• The americanization of Emily (Les jeux de l'amour et de la guerre)

    Ce délicieux petit film provocateur comme on les aime, date de 1964 et a été réalisé par Arthur Hiller, au moment où les USA étaient en train de s'empêtrer dans le bourbier vietnamien...

    voir les liens suivants sur ce film :

    http://www.lewrockwell.com/gee/gee10.html

    http://en.wikipedia.org/wiki/The_Americanization_of_Emily

    Je ne crois pas qu'il pourrait être réalisé aujourd'hui, compte tenu par exemple de ces scènes du début, où le commandant Charles Madison (excellement joué par James Garner, qui était dans la "Grande évasion" l'américain chargé dejouer les pickpockets) , qui est un "dog-robber", un officier d'ordonnance dont le rôle est d'approvisionner son "général" en tout ce dont il peut avoir envie (tout , tout, tout, vraiment tout Mort de rire) met la main aux fesses de toutes les anglaises qu'il rencontre et reçoit pour toute réponse un jovial "Salut Charlie ! contente de te revoir !"
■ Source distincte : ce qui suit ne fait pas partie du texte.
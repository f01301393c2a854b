use std::time::Duration;

use anyhow::{bail, Context, Result};

/// Default model candidates, tried in order until one answers.
const DEFAULT_EXTRACTION_MODELS: &str =
    "models/gemini-2.5-flash,models/gemini-2.0-flash,models/gemini-1.5-flash";

/// Which Log Store backend the composition root wires in.
#[derive(Debug, Clone, PartialEq)]
pub enum LogStoreBackend {
    /// Google Sheets, the system of record.
    Sheets,
    /// In-process table for local development. Lost on restart.
    Memory,
}

/// How the spreadsheet document is located.
#[derive(Debug, Clone, PartialEq)]
pub enum SpreadsheetLocator {
    Id(String),
    /// Resolved through a Drive search on first use.
    Name(String),
}

/// Application configuration loaded from environment variables.
/// Fails at startup if required variables are missing.
#[derive(Debug, Clone)]
pub struct Config {
    pub gemini_api_key: String,
    pub extraction_models: Vec<String>,
    pub log_store: LogStoreBackend,
    /// Raw service-account key JSON. `None` only for the memory backend.
    pub service_account_json: Option<String>,
    pub spreadsheet: SpreadsheetLocator,
    pub worksheet: String,
    pub report_cache_ttl: Duration,
    pub port: u16,
    pub rust_log: String,
}

impl Config {
    pub fn from_env() -> Result<Self> {
        dotenvy::dotenv().ok(); // load .env if present; ignore if missing
        Self::from_lookup(|key| std::env::var(key).ok())
    }

    /// Builds the configuration from an arbitrary key lookup.
    pub fn from_lookup(get: impl Fn(&str) -> Option<String>) -> Result<Self> {
        let require = |key: &str| {
            get(key)
                .filter(|v| !v.trim().is_empty())
                .with_context(|| format!("Required environment variable '{key}' is not set"))
        };

        let log_store = match get("LOG_STORE").as_deref().map(str::trim) {
            None | Some("") | Some("sheets") => LogStoreBackend::Sheets,
            Some("memory") => LogStoreBackend::Memory,
            Some(other) => bail!("LOG_STORE must be 'sheets' or 'memory', got '{other}'"),
        };

        let service_account_json = match log_store {
            LogStoreBackend::Memory => None,
            LogStoreBackend::Sheets => match get("GOOGLE_SERVICE_ACCOUNT_JSON") {
                Some(json) if !json.trim().is_empty() => Some(json),
                _ => {
                    let path = require("GOOGLE_SERVICE_ACCOUNT_FILE").context(
                        "Set GOOGLE_SERVICE_ACCOUNT_JSON or GOOGLE_SERVICE_ACCOUNT_FILE",
                    )?;
                    let json = std::fs::read_to_string(&path)
                        .with_context(|| format!("Failed to read service account key '{path}'"))?;
                    Some(json)
                }
            },
        };

        let spreadsheet = match get("LOG_SPREADSHEET_ID").filter(|v| !v.trim().is_empty()) {
            Some(id) => SpreadsheetLocator::Id(id.trim().to_string()),
            None => SpreadsheetLocator::Name(
                get("LOG_SPREADSHEET_NAME").unwrap_or_else(|| "My Workout DB".to_string()),
            ),
        };

        let extraction_models = parse_model_list(
            &get("EXTRACTION_MODELS").unwrap_or_else(|| DEFAULT_EXTRACTION_MODELS.to_string()),
        );
        if extraction_models.is_empty() {
            bail!("EXTRACTION_MODELS must name at least one model");
        }

        let report_cache_ttl = Duration::from_secs(
            get("REPORT_CACHE_TTL_SECS")
                .unwrap_or_else(|| "60".to_string())
                .parse::<u64>()
                .context("REPORT_CACHE_TTL_SECS must be a whole number of seconds")?,
        );

        Ok(Config {
            gemini_api_key: require("GEMINI_API_KEY")?,
            extraction_models,
            log_store,
            service_account_json,
            spreadsheet,
            worksheet: get("LOG_WORKSHEET").unwrap_or_else(|| "Exercises".to_string()),
            report_cache_ttl,
            port: get("PORT")
                .unwrap_or_else(|| "8080".to_string())
                .parse::<u16>()
                .context("PORT must be a valid port number")?,
            rust_log: get("RUST_LOG").unwrap_or_else(|| "info".to_string()),
        })
    }
}

fn parse_model_list(raw: &str) -> Vec<String> {
    raw.split(',')
        .map(str::trim)
        .filter(|m| !m.is_empty())
        .map(String::from)
        .collect()
}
    Mais bien entendu les "politically correct" à la sauce contemporaine aurait tort de se polariser là dessus car le véritable aspect "scandaleux" du film est ailleurs.

    Madison est un "planqué", qui se définit lui même, quand on lui demande sa religion, par : "poltron pratiquant" (un peu à la manière anarchiste de Louis Ferdinand Céline dans le "Voyage", au début, quand il est soldat et discute avec Lola). Ce qui lui permet de se livrer à une critique sans concessions de l'europe et des européens : "vous les européens ! avec vos idéaux et vos principes ! vous ne supportez pas de nous voir arriver en masse chez vous persuadés que nous pouvons tout acheter avec des parfums, du chocolat, tout ce que vous désirez désespérément depuis des années.... mais vous oubliez qu'Hitler et Mussolini sont européens, pas américains, et issus de 2000 ans de fanatisme, de superstition bigotte et d 'avidité".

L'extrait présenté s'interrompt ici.